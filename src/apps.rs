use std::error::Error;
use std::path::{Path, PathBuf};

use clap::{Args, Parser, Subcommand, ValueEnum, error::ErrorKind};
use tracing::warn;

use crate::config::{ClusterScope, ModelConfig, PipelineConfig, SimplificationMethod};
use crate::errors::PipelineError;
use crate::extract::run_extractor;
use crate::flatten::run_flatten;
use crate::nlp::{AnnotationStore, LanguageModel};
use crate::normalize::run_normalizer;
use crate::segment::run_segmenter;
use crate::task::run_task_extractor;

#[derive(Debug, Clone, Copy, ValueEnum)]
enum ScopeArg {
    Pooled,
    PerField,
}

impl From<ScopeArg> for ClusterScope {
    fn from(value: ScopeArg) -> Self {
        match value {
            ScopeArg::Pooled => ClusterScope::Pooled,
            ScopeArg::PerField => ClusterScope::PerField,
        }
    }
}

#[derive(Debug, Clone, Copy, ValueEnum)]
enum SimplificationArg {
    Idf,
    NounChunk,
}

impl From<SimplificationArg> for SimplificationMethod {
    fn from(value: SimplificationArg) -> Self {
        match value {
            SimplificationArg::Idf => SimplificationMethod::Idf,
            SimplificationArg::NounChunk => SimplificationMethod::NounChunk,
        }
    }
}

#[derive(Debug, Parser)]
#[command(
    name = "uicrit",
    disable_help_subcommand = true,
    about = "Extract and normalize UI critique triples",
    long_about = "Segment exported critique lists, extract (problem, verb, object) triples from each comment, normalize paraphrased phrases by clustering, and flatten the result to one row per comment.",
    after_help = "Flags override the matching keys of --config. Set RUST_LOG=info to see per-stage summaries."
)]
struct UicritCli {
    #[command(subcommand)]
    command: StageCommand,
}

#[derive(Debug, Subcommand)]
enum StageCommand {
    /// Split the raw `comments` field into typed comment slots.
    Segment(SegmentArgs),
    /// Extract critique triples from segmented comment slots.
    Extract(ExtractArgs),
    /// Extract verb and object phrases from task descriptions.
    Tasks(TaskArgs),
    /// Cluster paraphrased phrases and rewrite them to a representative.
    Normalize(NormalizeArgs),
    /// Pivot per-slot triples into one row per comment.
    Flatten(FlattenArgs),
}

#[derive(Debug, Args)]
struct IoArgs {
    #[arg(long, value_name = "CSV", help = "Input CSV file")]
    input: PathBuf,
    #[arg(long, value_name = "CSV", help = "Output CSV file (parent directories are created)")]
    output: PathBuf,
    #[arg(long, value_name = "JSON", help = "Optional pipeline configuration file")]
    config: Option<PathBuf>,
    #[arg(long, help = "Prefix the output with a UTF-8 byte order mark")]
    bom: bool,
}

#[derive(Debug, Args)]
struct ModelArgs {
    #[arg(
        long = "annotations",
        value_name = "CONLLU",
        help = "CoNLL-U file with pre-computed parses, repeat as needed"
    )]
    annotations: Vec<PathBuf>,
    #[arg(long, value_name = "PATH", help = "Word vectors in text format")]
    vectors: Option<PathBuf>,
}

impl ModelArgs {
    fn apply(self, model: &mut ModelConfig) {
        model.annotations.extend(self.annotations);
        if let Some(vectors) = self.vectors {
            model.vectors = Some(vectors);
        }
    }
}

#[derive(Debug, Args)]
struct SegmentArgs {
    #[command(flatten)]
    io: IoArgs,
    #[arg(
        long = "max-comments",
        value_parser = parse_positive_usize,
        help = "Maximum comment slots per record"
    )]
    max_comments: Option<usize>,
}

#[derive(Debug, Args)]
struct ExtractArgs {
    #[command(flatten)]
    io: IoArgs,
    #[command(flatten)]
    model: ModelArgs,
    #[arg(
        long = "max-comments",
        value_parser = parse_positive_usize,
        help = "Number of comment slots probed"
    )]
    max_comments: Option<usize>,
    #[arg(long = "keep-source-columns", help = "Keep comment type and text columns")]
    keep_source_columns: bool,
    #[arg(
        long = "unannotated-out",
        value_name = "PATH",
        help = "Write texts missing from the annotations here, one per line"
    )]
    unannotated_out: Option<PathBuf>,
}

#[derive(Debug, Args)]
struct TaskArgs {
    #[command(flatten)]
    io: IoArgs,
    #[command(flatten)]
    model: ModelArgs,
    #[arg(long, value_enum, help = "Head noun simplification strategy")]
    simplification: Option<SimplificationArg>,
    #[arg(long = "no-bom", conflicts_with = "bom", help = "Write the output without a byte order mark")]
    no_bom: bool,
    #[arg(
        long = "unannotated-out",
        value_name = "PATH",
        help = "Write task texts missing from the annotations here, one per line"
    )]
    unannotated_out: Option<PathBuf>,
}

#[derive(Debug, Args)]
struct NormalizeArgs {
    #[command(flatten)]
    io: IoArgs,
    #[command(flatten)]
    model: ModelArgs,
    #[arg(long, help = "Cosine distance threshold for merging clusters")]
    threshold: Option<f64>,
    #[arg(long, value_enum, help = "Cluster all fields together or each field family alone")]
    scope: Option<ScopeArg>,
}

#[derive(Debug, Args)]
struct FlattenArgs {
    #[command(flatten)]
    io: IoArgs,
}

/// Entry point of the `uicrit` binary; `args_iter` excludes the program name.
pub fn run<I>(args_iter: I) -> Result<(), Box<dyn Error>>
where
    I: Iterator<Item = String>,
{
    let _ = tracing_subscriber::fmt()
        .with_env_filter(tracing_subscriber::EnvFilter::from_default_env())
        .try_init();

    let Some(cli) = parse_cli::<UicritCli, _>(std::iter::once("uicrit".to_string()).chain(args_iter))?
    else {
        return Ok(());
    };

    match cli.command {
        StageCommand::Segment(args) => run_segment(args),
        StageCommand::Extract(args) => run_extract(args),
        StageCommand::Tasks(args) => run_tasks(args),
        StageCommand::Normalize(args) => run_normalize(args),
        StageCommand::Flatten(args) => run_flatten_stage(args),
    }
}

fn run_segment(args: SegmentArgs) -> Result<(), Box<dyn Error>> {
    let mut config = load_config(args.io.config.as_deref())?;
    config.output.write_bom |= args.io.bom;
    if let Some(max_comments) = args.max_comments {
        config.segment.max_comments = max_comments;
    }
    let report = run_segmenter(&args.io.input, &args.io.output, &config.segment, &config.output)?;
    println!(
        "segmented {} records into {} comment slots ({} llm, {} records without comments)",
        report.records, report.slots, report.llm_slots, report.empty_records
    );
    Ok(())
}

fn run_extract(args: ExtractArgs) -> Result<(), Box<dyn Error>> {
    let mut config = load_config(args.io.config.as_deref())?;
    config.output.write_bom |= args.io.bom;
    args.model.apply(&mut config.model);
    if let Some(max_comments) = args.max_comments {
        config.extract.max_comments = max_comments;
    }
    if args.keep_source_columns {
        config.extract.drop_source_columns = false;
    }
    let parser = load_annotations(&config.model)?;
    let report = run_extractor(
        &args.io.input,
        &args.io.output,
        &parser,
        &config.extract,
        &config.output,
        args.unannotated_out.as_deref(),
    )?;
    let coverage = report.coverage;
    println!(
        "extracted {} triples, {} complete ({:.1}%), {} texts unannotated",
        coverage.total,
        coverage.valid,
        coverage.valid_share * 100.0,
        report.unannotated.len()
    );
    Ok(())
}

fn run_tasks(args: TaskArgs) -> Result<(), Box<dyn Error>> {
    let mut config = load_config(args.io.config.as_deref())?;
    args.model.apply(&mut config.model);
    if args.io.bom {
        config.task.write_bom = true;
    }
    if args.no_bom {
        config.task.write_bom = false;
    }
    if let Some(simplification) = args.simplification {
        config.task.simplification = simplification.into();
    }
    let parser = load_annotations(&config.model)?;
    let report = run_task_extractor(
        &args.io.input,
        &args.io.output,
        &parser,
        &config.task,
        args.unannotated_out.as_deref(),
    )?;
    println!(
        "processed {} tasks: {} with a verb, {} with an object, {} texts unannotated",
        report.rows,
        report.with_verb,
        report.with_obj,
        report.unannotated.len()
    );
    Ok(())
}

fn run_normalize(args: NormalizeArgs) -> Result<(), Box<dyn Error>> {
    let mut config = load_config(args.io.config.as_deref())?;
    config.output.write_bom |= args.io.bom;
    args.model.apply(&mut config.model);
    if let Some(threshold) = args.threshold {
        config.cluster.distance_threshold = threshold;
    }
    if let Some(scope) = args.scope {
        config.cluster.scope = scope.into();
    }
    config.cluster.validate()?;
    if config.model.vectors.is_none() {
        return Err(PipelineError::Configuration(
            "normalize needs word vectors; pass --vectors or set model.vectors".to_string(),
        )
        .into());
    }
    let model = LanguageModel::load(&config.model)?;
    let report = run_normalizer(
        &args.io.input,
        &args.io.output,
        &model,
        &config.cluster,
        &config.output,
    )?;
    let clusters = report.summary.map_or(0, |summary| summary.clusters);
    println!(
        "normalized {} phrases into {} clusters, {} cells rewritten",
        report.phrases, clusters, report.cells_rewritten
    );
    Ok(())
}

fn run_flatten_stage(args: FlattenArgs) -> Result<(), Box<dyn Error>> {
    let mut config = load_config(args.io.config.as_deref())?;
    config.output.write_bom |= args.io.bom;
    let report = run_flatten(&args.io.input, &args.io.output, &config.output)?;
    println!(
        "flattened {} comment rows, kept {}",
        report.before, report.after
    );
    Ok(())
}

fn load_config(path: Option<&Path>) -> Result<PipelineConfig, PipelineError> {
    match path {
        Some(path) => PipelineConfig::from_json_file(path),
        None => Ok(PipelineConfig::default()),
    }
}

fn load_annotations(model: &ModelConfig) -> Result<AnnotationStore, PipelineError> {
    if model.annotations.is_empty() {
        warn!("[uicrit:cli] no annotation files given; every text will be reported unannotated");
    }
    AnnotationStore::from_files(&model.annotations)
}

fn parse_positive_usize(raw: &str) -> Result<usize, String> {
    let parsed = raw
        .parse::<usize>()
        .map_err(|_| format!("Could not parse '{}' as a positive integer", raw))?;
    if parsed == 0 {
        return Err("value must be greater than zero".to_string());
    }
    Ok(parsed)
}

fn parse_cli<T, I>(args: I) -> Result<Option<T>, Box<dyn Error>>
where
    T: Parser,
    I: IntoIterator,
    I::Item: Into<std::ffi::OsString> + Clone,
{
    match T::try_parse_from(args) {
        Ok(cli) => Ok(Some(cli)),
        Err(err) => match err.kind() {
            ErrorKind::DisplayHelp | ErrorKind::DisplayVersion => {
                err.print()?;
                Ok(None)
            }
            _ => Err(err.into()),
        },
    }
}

**YOUR ASSIGNMENT**:
Copy the line containing "Err(err) => match" and every line after it, through the last line of the records. Include nothing else.

**RESULT**:
        Err(err) => match err.kind() {
            ErrorKind::DisplayHelp | ErrorKind::DisplayVersion => {
                err.print()?;
                Ok(None)
            }
            _ => Err(err.into()),
        },
    }
}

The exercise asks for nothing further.